Of the many reasons Florida parents can end up in court, juvenile dependency is one of the most dreaded. According to the Office of Criminal Conflict and Civil Regional Counsel First District, Florida, a dependency action often follows allegations of the abuse, neglect or abandonment of a child.
The first step involves the Department of Children and Families investigating any reported allegations. These often come in through the Florida Abuse Hotline. If the DCF believes the child is in danger, then they may remove the child from your custody, if you are the current guardian. Within 24 hours of removal, a shelter hearing decides whether or not the child may continue to live with you. If DCF decides the child should not return home, it may file a Petition for Dependency only, triggering a court case.
An arraignment hearing follows, where you have the chance to enter a plea regarding the allegations. You may choose any of the following:
- Consent: You agree to participate in the case, but neither admit to nor deny the allegations.

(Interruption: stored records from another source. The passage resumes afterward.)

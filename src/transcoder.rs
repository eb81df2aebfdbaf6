use std::path::{Path, PathBuf};
use std::process::Stdio;
use async_trait::async_trait;
use tokio::process::Command;
use tracing::{debug, info};

use crate::config::TranscodingConfig;
use crate::errors::{Result, VigilError};

/// Converts a raw clip into a web-playable file, returning the new path
#[async_trait]
pub trait Transcoder: Send + Sync {
    async fn transcode(&self, input: &Path) -> Result<PathBuf>;
}

/// H.264/MP4 transcoding through an external ffmpeg binary
pub struct FfmpegTranscoder {
    ffmpeg_path: String,
    video_codec: String,
    preset: String,
    input_fps: f32,
}

impl FfmpegTranscoder {
    pub fn new(config: &TranscodingConfig, input_fps: f32) -> Self {
        Self {
            ffmpeg_path: config.ffmpeg_path.clone(),
            video_codec: config.video_codec.clone(),
            preset: config.preset.clone(),
            input_fps,
        }
    }

    fn args(&self, input: &Path, output: &Path) -> Vec<String> {
        vec![
            "-y".to_string(),
            "-hide_banner".to_string(),
            "-loglevel".to_string(), "error".to_string(),
            "-f".to_string(), "mjpeg".to_string(),
            "-framerate".to_string(), self.input_fps.to_string(),
            "-i".to_string(), input.to_string_lossy().to_string(),
            "-c:v".to_string(), self.video_codec.clone(),
            "-preset".to_string(), self.preset.clone(),
            "-pix_fmt".to_string(), "yuv420p".to_string(),
            "-movflags".to_string(), "+faststart".to_string(),
            output.to_string_lossy().to_string(),
        ]
    }
}

/// `clip.mjpeg` becomes `clip.mp4`; an input that is already `.mp4` gets a `_web` suffix
pub fn output_path_for(input: &Path) -> PathBuf {
    let is_mp4 = input.extension().and_then(|e| e.to_str()) == Some("mp4");
    if is_mp4 {
        let stem = input.file_stem().and_then(|s| s.to_str()).unwrap_or("recording");
        input.with_file_name(format!("{}_web.mp4", stem))
    } else {
        input.with_extension("mp4")
    }
}

#[async_trait]
impl Transcoder for FfmpegTranscoder {
    async fn transcode(&self, input: &Path) -> Result<PathBuf> {
        let output_path = output_path_for(input);
        let args = self.args(input, &output_path);
        debug!("Running {} {}", self.ffmpeg_path, args.join(" "));

        let output = Command::new(&self.ffmpeg_path)
            .args(&args)
            .stdin(Stdio::null())
            .kill_on_drop(true)
            .output()
            .await
            .map_err(|e| VigilError::transcode(format!("failed to run {}: {}", self.ffmpeg_path, e)))?;

        if !output.status.success() {
            let stderr = String::from_utf8_lossy(&output.stderr);
            return Err(VigilError::transcode(format!(
                "ffmpeg exited with {}: {}",
                output.status,
                stderr.trim()
            )));
        }

        info!("Transcoded {} to {}", input.display(), output_path.display());
        Ok(output_path)
    }
}
use serde::{Deserialize, Serialize};
use std::fs;
use std::collections::HashMap;
use std::path::Path;
use std::time::Duration;
use crate::errors::{Result, VigilError};
use crate::processing::ProcessingMode;
use crate::utils::deserialize_duration;
use tracing::{info, warn};

#[derive(Debug, Clone, Deserialize)]
pub struct Config {
    #[serde(default = "default_cameras_directory")]
    pub cameras_directory: String,
    #[serde(default)]
    pub processing: ProcessingConfig,
    #[serde(default)]
    pub detector: DetectorConfig,
    #[serde(default)]
    pub recording: RecordingConfig,
    #[serde(default)]
    pub transcoding: TranscodingConfig,
    #[serde(default)]
    pub stream: StreamConfig,
    pub mqtt: Option<MqttConfig>,
}

/// One camera definition file; the file stem is the camera id
#[derive(Debug, Clone, Serialize, Deserialize, PartialEq)]
pub struct CameraConfig {
    pub enabled: Option<bool>,
    pub url: String,
    pub name: Option<String>,
    pub location: Option<String>,
    pub transport: Option<String>,
}

impl CameraConfig {
    pub fn is_enabled(&self) -> bool {
        self.enabled.unwrap_or(true)
    }
}

#[derive(Debug, Clone, Deserialize)]
pub struct ProcessingConfig {
    #[serde(default = "default_target_fps")]
    pub target_fps: f32,
    #[serde(default)]
    pub mode: ProcessingMode,
    #[serde(default = "default_preview_interval", deserialize_with = "deserialize_duration")]
    pub preview_interval: Duration,
    #[serde(default = "default_absence_window", deserialize_with = "deserialize_duration")]
    pub presence_absence_window: Duration,
    /// CSV file receiving one row per new presence; empty disables it
    #[serde(default = "default_detection_log")]
    pub detection_log: String,
}

#[derive(Debug, Clone, Deserialize)]
pub struct DetectorConfig {
    #[serde(default = "default_pool_size")]
    pub pool_size: usize,
    #[serde(default = "default_detector_endpoint")]
    pub endpoint: String,
    #[serde(default = "default_labels")]
    pub labels: Vec<String>,
    #[serde(default = "default_confidence_threshold")]
    pub confidence_threshold: f32,
    #[serde(default = "default_detector_timeout", deserialize_with = "deserialize_duration")]
    pub timeout: Duration,
}

#[derive(Debug, Clone, Deserialize)]
pub struct RecordingConfig {
    #[serde(default = "default_streak_threshold")]
    pub start_threshold: u32,
    #[serde(default = "default_streak_threshold")]
    pub stop_threshold: u32,
    #[serde(default = "default_buffer_seconds")]
    pub buffer_seconds: u32,
    #[serde(default = "default_target_fps")]
    pub recording_fps: f32,
    #[serde(default = "default_min_duration", deserialize_with = "deserialize_duration")]
    pub min_duration: Duration,
    #[serde(default = "default_output_dir")]
    pub output_dir: String,
    #[serde(default = "default_database_path")]
    pub database_path: String,
    #[serde(default = "default_live_queue_size")]
    pub live_queue_size: usize,
}

#[derive(Debug, Clone, Deserialize)]
pub struct TranscodingConfig {
    #[serde(default = "default_true")]
    pub enabled: bool,
    #[serde(default = "default_ffmpeg_path")]
    pub ffmpeg_path: String,
    #[serde(default = "default_video_codec")]
    pub video_codec: String,
    #[serde(default = "default_preset")]
    pub preset: String,
}

#[derive(Debug, Clone, Deserialize)]
pub struct StreamConfig {
    #[serde(default = "default_one_second", deserialize_with = "deserialize_duration")]
    pub reconnect_interval: Duration,
    #[serde(default = "default_max_failed_reads")]
    pub max_failed_reads: u32,
    #[serde(default = "default_one_second", deserialize_with = "deserialize_duration")]
    pub failed_read_backoff: Duration,
    #[serde(default = "default_open_timeout", deserialize_with = "deserialize_duration")]
    pub open_timeout: Duration,
    #[serde(default = "default_one_second", deserialize_with = "deserialize_duration")]
    pub read_timeout: Duration,
    #[serde(default = "default_transport")]
    pub transport: String,
    #[serde(default = "default_jpeg_quality")]
    pub jpeg_quality: u8,
    #[serde(default = "default_ffmpeg_path")]
    pub ffmpeg_path: String,
    pub chunk_read_size: Option<usize>,
}

#[derive(Debug, Clone, Deserialize)]
pub struct MqttConfig {
    pub enabled: bool,
    pub broker_url: String,
    pub client_id: String,
    pub username: Option<String>,
    pub password: Option<String>,
    pub base_topic: String,
    #[serde(default)]
    pub qos: u8,
    #[serde(default)]
    pub retain: bool,
    #[serde(default = "default_keep_alive_secs")]
    pub keep_alive_secs: u64,
    pub publish_preview: Option<bool>,
    pub max_packet_size: Option<usize>,
}

fn default_cameras_directory() -> String { "cameras".to_string() }
fn default_target_fps() -> f32 { 1.0 }
fn default_preview_interval() -> Duration { Duration::from_secs(1) }
fn default_absence_window() -> Duration { Duration::from_secs(30) }
fn default_detection_log() -> String { "auto_recordings/detections.csv".to_string() }
fn default_pool_size() -> usize { 4 }
fn default_detector_endpoint() -> String { "http://127.0.0.1:9000/detect".to_string() }
fn default_labels() -> Vec<String> { vec!["person".to_string()] }
fn default_confidence_threshold() -> f32 { 0.45 }
fn default_detector_timeout() -> Duration { Duration::from_secs(5) }
fn default_streak_threshold() -> u32 { 5 }
fn default_buffer_seconds() -> u32 { 30 }
fn default_min_duration() -> Duration { Duration::from_secs(30) }
fn default_output_dir() -> String { "auto_recordings".to_string() }
fn default_database_path() -> String { "auto_recordings/recordings.db".to_string() }
fn default_live_queue_size() -> usize { 64 }
fn default_true() -> bool { true }
fn default_ffmpeg_path() -> String { "ffmpeg".to_string() }
fn default_video_codec() -> String { "libx264".to_string() }
fn default_preset() -> String { "veryfast".to_string() }
fn default_one_second() -> Duration { Duration::from_secs(1) }
fn default_max_failed_reads() -> u32 { 5 }
fn default_open_timeout() -> Duration { Duration::from_secs(10) }
fn default_transport() -> String { "tcp".to_string() }
fn default_jpeg_quality() -> u8 { 5 }
fn default_keep_alive_secs() -> u64 { 30 }

impl Default for ProcessingConfig {
    fn default() -> Self {
        Self {
            target_fps: default_target_fps(),
            mode: ProcessingMode::default(),
            preview_interval: default_preview_interval(),
            presence_absence_window: default_absence_window(),
            detection_log: default_detection_log(),
        }
    }
}

impl Default for DetectorConfig {
    fn default() -> Self {
        Self {
            pool_size: default_pool_size(),
            endpoint: default_detector_endpoint(),
            labels: default_labels(),
            confidence_threshold: default_confidence_threshold(),
            timeout: default_detector_timeout(),
        }
    }
}

impl Default for RecordingConfig {
    fn default() -> Self {
        Self {
            start_threshold: default_streak_threshold(),
            stop_threshold: default_streak_threshold(),
            buffer_seconds: default_buffer_seconds(),
            recording_fps: default_target_fps(),
            min_duration: default_min_duration(),
            output_dir: default_output_dir(),
            database_path: default_database_path(),
            live_queue_size: default_live_queue_size(),
        }
    }
}

impl Default for TranscodingConfig {
    fn default() -> Self {
        Self {
            enabled: true,
            ffmpeg_path: default_ffmpeg_path(),
            video_codec: default_video_codec(),
            preset: default_preset(),
        }
    }
}

impl Default for StreamConfig {
    fn default() -> Self {
        Self {
            reconnect_interval: default_one_second(),
            max_failed_reads: default_max_failed_reads(),
            failed_read_backoff: default_one_second(),
            open_timeout: default_open_timeout(),
            read_timeout: default_one_second(),
            transport: default_transport(),
            jpeg_quality: default_jpeg_quality(),
            ffmpeg_path: default_ffmpeg_path(),
            chunk_read_size: None,
        }
    }
}

impl Default for Config {
    fn default() -> Self {
        Self {
            cameras_directory: default_cameras_directory(),
            processing: ProcessingConfig::default(),
            detector: DetectorConfig::default(),
            recording: RecordingConfig::default(),
            transcoding: TranscodingConfig::default(),
            stream: StreamConfig::default(),
            mqtt: None,
        }
    }
}

impl RecordingConfig {
    /// Maximum number of frames the pre-roll buffer may hold
    pub fn buffer_capacity(&self) -> usize {
        let frames = (self.recording_fps.max(0.0) * self.buffer_seconds as f32).round() as usize;
        frames.max(1)
    }
}

impl MqttConfig {
    pub fn substitute_variables(&mut self) {
        let hostname = gethostname::gethostname()
            .to_string_lossy()
            .to_string();

        self.base_topic = self.base_topic.replace("${hostname}", &hostname);
        self.client_id = self.client_id.replace("${hostname}", &hostname);

        info!("MQTT config substituted: base_topic = {}, client_id = {}",
              self.base_topic, self.client_id);
    }
}

impl Config {
    pub fn load(path: &str) -> Result<Self> {
        let mut config = Self::from_file(path)?;

        if let Some(ref mut mqtt) = config.mqtt {
            mqtt.substitute_variables();
        }

        Ok(config)
    }

    /// Parse and validate a config file without side effects
    pub fn from_file(path: &str) -> Result<Self> {
        let content = fs::read_to_string(path)?;
        let config: Config = if path.ends_with(".json") {
            serde_json::from_str(&content)?
        } else {
            toml::from_str(&content)?
        };

        config.validate()?;
        Ok(config)
    }

    pub fn validate(&self) -> Result<()> {
        if self.detector.pool_size == 0 {
            return Err(VigilError::config("detector.pool_size must be at least 1"));
        }
        if self.recording.start_threshold == 0 || self.recording.stop_threshold == 0 {
            return Err(VigilError::config("recording thresholds must be at least 1"));
        }
        if !(self.processing.target_fps > 0.0) || !(self.recording.recording_fps > 0.0) {
            return Err(VigilError::config("frame rates must be positive"));
        }
        // Clips are encoded at recording_fps but receive one frame per processed frame
        if (self.processing.target_fps - self.recording.recording_fps).abs() > f32::EPSILON {
            return Err(VigilError::config(format!(
                "recording.recording_fps ({}) must equal processing.target_fps ({})",
                self.recording.recording_fps, self.processing.target_fps
            )));
        }
        if self.stream.max_failed_reads == 0 {
            return Err(VigilError::config("stream.max_failed_reads must be at least 1"));
        }
        Ok(())
    }

    pub fn load_cameras_from_directory(cameras_dir: &str) -> Result<HashMap<String, CameraConfig>> {
        let mut cameras = HashMap::new();

        if !Path::new(cameras_dir).exists() {
            warn!("Cameras directory '{}' does not exist, no cameras will be loaded", cameras_dir);
            return Ok(cameras);
        }

        for entry in fs::read_dir(cameras_dir)? {
            let path = entry?.path();
            let Some(camera_id) = camera_id_from_path(&path) else {
                continue;
            };

            match load_camera_file(&path) {
                Ok(camera_config) => {
                    info!("Loaded camera configuration: {}", camera_id);
                    cameras.insert(camera_id, camera_config);
                }
                Err(e) => {
                    warn!("Skipping camera config file {}: {}", path.display(), e);
                }
            }
        }

        Ok(cameras)
    }
}

/// Camera id for a definition file, or None when the path is not a camera file
pub fn camera_id_from_path(path: &Path) -> Option<String> {
    match path.extension().and_then(|s| s.to_str()) {
        Some("json") | Some("toml") => path
            .file_stem()
            .and_then(|s| s.to_str())
            .map(|s| s.to_string()),
        _ => None,
    }
}

pub fn load_camera_file(path: &Path) -> Result<CameraConfig> {
    let content = fs::read_to_string(path)?;
    let camera_config = match path.extension().and_then(|s| s.to_str()) {
        Some("toml") => toml::from_str::<CameraConfig>(&content)?,
        _ => serde_json::from_str::<CameraConfig>(&content)?,
    };
    Ok(camera_config)
}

- Deny: You do not agree to the allegations and request a mediation or case plan.
- Admit: You admit to the allegations made in the petition.
When parents admit or consent to the allegations, authorities may work with you to develop a case plan. This helps you to resolve any outstanding issues. If you deny the allegations, then they move on to the adjudicatory hearing where witnesses can testify to confirm or deny allegations made. There is no jury, so the judge makes a decision.
If proven to be false, the case is dismissed. If the judge decides the allegations are true, a disposition hearing is next. Here, the Disposition Hearing Court reviews the case plan. It also determines who the child will live with while you resolve issues related to the allegations. Florida law usually gives parents a year to do so.
Judicial reviews occur every six months to review placement of the children involved and check the progress you have made. Once you make full progress with the case plan, judges may then reunite the family. Note that in some cases, abuse or neglect may be so serious that the DCF files for a termination of your parental rights.
This article provides information on the juvenile dependency process in Florida. It should neither be misconstrued as or used in place of legal advice.